Feds should give us terrorism data

The Spokesman-Review

So how is the war on terrorism going? Are terrorists “on the run,” as the president claims? Are there fewer terrorist attacks?

The State Department has issued a “Patterns of Global Terrorism” report to Congress for 19 years, but this year it stripped out the hard numbers. After much criticism that it was trying to hide bad news, the agency released the figures but termed them meaningless.

According to the report, the number of significant terrorist attacks grew by 651 last year. The number of fatalities grew to 1,907 from 625. But the State Department says those comparisons are faulty because the 2003 figures didn’t include terrorist attacks in Iraq.

The State Department created a controversy last year by not fully counting the number of terrorist attacks. This year, counterterrorism officials conducted a more rigorous accounting that produced more complete numbers. Then the State Department dropped them from the report.

If all of this leaves your head spinning, you’re not alone.

What appears to be clear from all of this is that the war on terror had not been going as well as advertised, and the government wanted to keep the American people in the dark. The condescension and selfishness implicit in that calculation is insulting.
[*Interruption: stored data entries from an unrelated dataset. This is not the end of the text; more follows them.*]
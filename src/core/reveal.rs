//! Scroll-reveal bookkeeping
//!
//! Elements tagged for an entrance animation start `Pending` and become
//! `Active` the first time enough of them is visible. The transition is
//! one-way: leaving the viewport afterwards changes nothing.
//!
//! This module holds only the state machine. The browser side (one shared
//! `IntersectionObserver`) lives in `ui::reveal` and feeds visibility ratios
//! into [`RevealTracker::observe`].

use std::collections::HashMap;
use std::time::Duration;

/// CSS class marking an element as a reveal candidate
pub const REVEAL_CLASS: &str = "reveal";

/// CSS class added once the element has been revealed
pub const ACTIVE_CLASS: &str = "active";

/// Attribute carrying the tracker id on registered elements
pub const REVEAL_ID_ATTR: &str = "data-reveal-id";

/// Selector for candidates that have not been revealed yet
pub const PENDING_SELECTOR: &str = ".reveal:not(.active)";

/// Visible-area fraction that triggers a reveal
pub const DEFAULT_THRESHOLD: f64 = 0.1;

#[derive(
    Clone, Copy, Debug, PartialEq, Eq, Hash, PartialOrd, Ord, derive_more::Display, derive_more::FromStr,
)]
pub struct RevealId(u64);

impl RevealId {
    pub fn get(&self) -> u64 {
        self.0
    }
}

#[derive(Clone, Copy, Debug, Default, PartialEq, Eq)]
pub enum RevealState {
    #[default]
    Pending,
    Active,
}

/// Result of feeding one visibility sample to the tracker
#[derive(Clone, Copy, Debug, PartialEq, Eq)]
pub enum RevealTransition {
    /// The element just became active
    Activated,
    /// Still pending, already active, or unknown
    Unchanged,
}

/// Observer settings
#[derive(Clone, Debug, PartialEq)]
pub struct RevealOptions {
    pub threshold: f64,
    pub root_margin: String,
    /// Periodic re-scan for `.reveal` markup that was not registered
    /// explicitly. Opt-in: the default `None` relies on registration at
    /// mount time only, which covers every `<Reveal>` and the page markup.
    pub rescan_interval: Option<Duration>,
}

impl Default for RevealOptions {
    fn default() -> Self {
        Self {
            threshold: DEFAULT_THRESHOLD,
            root_margin: "0px 0px -50px 0px".to_string(),
            rescan_interval: None,
        }
    }
}

impl RevealOptions {
    pub fn with_rescan_interval(mut self, interval: Duration) -> Self {
        self.rescan_interval = Some(interval);
        self
    }
}

/// State of every registered reveal element
#[derive(Clone, Debug)]
pub struct RevealTracker {
    threshold: f64,
    next_id: u64,
    states: HashMap<RevealId, RevealState>,
}

impl Default for RevealTracker {
    fn default() -> Self {
        Self::new(DEFAULT_THRESHOLD)
    }
}

impl RevealTracker {
    pub fn new(threshold: f64) -> Self {
        Self {
            threshold: threshold.clamp(0.0, 1.0),
            next_id: 0,
            states: HashMap::new(),
        }
    }

    pub fn threshold(&self) -> f64 {
        self.threshold
    }

    /// Allocate an id for a new element and start tracking it as pending
    pub fn register(&mut self) -> RevealId {
        let id = RevealId(self.next_id);
        self.next_id += 1;
        self.states.insert(id, RevealState::Pending);
        id
    }

    /// Feed a visibility sample for `id`.
    ///
    /// `Activated` is returned at most once per element.
    pub fn observe(&mut self, id: RevealId, visible_ratio: f64) -> RevealTransition {
        let Some(state) = self.states.get_mut(&id) else {
            return RevealTransition::Unchanged;
        };
        if *state == RevealState::Pending && visible_ratio >= self.threshold {
            *state = RevealState::Active;
            RevealTransition::Activated
        } else {
            RevealTransition::Unchanged
        }
    }

    pub fn state(&self, id: RevealId) -> Option<RevealState> {
        self.states.get(&id).copied()
    }

    pub fn is_active(&self, id: RevealId) -> bool {
        self.state(id) == Some(RevealState::Active)
    }

    pub fn pending_count(&self) -> usize {
        self.states
            .values()
            .filter(|s| **s == RevealState::Pending)
            .count()
    }

    pub fn active_count(&self) -> usize {
        self.states
            .values()
            .filter(|s| **s == RevealState::Active)
            .count()
    }
}

#[cfg(test)]
mod tests {
    use super::*;

    #[test]
    fn test_register_starts_pending() {
        let mut tracker = RevealTracker::new(DEFAULT_THRESHOLD);
        let a = tracker.register();
        let b = tracker.register();

        assert_ne!(a, b);
        assert_eq!(tracker.state(a), Some(RevealState::Pending));
        assert_eq!(tracker.pending_count(), 2);
        assert_eq!(tracker.active_count(), 0);
    }

    #[test]
    fn test_below_threshold_stays_pending() {
        let mut tracker = RevealTracker::new(0.1);
        let id = tracker.register();

        assert_eq!(tracker.observe(id, 0.0), RevealTransition::Unchanged);
        assert_eq!(tracker.observe(id, 0.09), RevealTransition::Unchanged);
        assert_eq!(tracker.state(id), Some(RevealState::Pending));
    }

    #[test]
    fn test_activation_is_one_way() {
        let mut tracker = RevealTracker::new(0.1);
        let id = tracker.register();

        assert_eq!(tracker.observe(id, 0.0999), RevealTransition::Unchanged);
        assert_eq!(tracker.observe(id, 0.1), RevealTransition::Activated);
        assert!(tracker.is_active(id));

        // Leaving the viewport and coming back never re-triggers
        assert_eq!(tracker.observe(id, 0.0), RevealTransition::Unchanged);
        assert_eq!(tracker.observe(id, 1.0), RevealTransition::Unchanged);
        assert!(tracker.is_active(id));
    }

    #[test]
    fn test_elements_are_independent() {
        let mut tracker = RevealTracker::new(0.1);
        let a = tracker.register();
        let b = tracker.register();

        tracker.observe(b, 0.5);

        assert!(!tracker.is_active(a));
        assert!(tracker.is_active(b));
        assert_eq!(tracker.pending_count(), 1);
        assert_eq!(tracker.active_count(), 1);
    }

    #[test]
    fn test_unknown_id_is_ignored() {
        let mut tracker = RevealTracker::new(0.1);
        let id: RevealId = "42".parse().unwrap();

        assert_eq!(tracker.observe(id, 1.0), RevealTransition::Unchanged);
        assert_eq!(tracker.state(id), None);
    }

    #[test]
    fn test_threshold_is_clamped() {
        assert_eq!(RevealTracker::new(3.0).threshold(), 1.0);
        assert_eq!(RevealTracker::new(-1.0).threshold(), 0.0);
    }

    #[test]
    fn test_default_options() {
        let options = RevealOptions::default();
        assert_eq!(options.threshold, DEFAULT_THRESHOLD);
        assert!(options.rescan_interval.is_none());

        let polling = options.with_rescan_interval(Duration::from_secs(1));
        assert_eq!(polling.rescan_interval, Some(Duration::from_secs(1)));
    }
}
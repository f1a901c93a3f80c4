//! Lead form model
//!
//! The form never stores anything server-side: a valid submission becomes a
//! prefilled WhatsApp message to the agency.

use super::contact::WhatsAppLink;

#[derive(Clone, Copy, Debug, Default, PartialEq, Eq)]
pub enum ProjectType {
    #[default]
    Residential,
    Commercial,
    Plots,
}

impl ProjectType {
    pub const ALL: [ProjectType; 3] = [
        ProjectType::Residential,
        ProjectType::Commercial,
        ProjectType::Plots,
    ];

    pub fn as_str(&self) -> &'static str {
        match self {
            ProjectType::Residential => "residential",
            ProjectType::Commercial => "commercial",
            ProjectType::Plots => "plots",
        }
    }

    /// Parse `as_str` output; anything unknown falls back to the default
    pub fn parse(s: &str) -> Self {
        match s {
            "commercial" => ProjectType::Commercial,
            "plots" => ProjectType::Plots,
            _ => ProjectType::Residential,
        }
    }

    pub fn display_name(&self) -> &'static str {
        match self {
            ProjectType::Residential => "Residential",
            ProjectType::Commercial => "Commercial",
            ProjectType::Plots => "Plots / Land",
        }
    }
}

#[derive(Debug, Clone, PartialEq, Eq, thiserror::Error)]
pub enum LeadError {
    #[error("Please enter your name")]
    MissingName,

    #[error("Please enter a valid 10-digit mobile number")]
    InvalidPhone,
}

/// Details captured by the lead form
#[derive(Clone, Debug, Default, PartialEq, Eq)]
pub struct LeadDetails {
    pub name: String,
    pub phone: String,
    pub city: String,
    pub budget: String,
    pub project_type: ProjectType,
}

impl LeadDetails {
    /// Ten-digit Indian mobile number with spaces, dashes and `+91`/`0` prefixes removed
    pub fn normalized_phone(&self) -> Option<String> {
        let digits: String = self.phone.chars().filter(|c| c.is_ascii_digit()).collect();
        let local = match digits.len() {
            10 => digits.as_str(),
            11 if digits.starts_with('0') => &digits[1..],
            12 if digits.starts_with("91") => &digits[2..],
            _ => return None,
        };
        local
            .starts_with(['6', '7', '8', '9'])
            .then(|| local.to_string())
    }

    pub fn validate(&self) -> Result<(), LeadError> {
        if self.name.trim().is_empty() {
            return Err(LeadError::MissingName);
        }
        if self.normalized_phone().is_none() {
            return Err(LeadError::InvalidPhone);
        }
        Ok(())
    }

    /// Message sent to the agency on WhatsApp
    pub fn whatsapp_message(&self) -> String {
        let mut lines = vec![
            "Hi SR Digital! I want more leads for my project.".to_string(),
            format!("Name: {}", self.name.trim()),
            format!(
                "Phone: {}",
                self.normalized_phone()
                    .unwrap_or_else(|| self.phone.trim().to_string())
            ),
            format!("Project: {}", self.project_type.display_name()),
        ];
        if !self.city.trim().is_empty() {
            lines.push(format!("City: {}", self.city.trim()));
        }
        if !self.budget.trim().is_empty() {
            lines.push(format!("Monthly budget: {}", self.budget.trim()));
        }
        lines.join("\n")
    }

    /// Validate and build the WhatsApp link for this lead
    pub fn to_whatsapp_link(&self) -> Result<WhatsAppLink, LeadError> {
        self.validate()?;
        Ok(WhatsAppLink::agency(self.whatsapp_message()))
    }
}
//! Application pages module
//!
//! - Landing page (the whole site)
//! - 404 page for unknown routes

mod landing;
mod not_found;

pub use landing::LandingPage;
pub use not_found::NotFoundPage;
And once again a government agency has made matters worse by choosing secrecy over clearing the air.

The report stated: “Because terrorism is a tactic, used on many fronts, by diverse perpetrators in different circumstances and with different aims, the Counterterrorism Center cautions against using incident data alone to gauge success in the war on terrorism.”

Fair enough. But in the future the State Department ought to release information and explain it, rather than cover it up and further fuel public mistrust.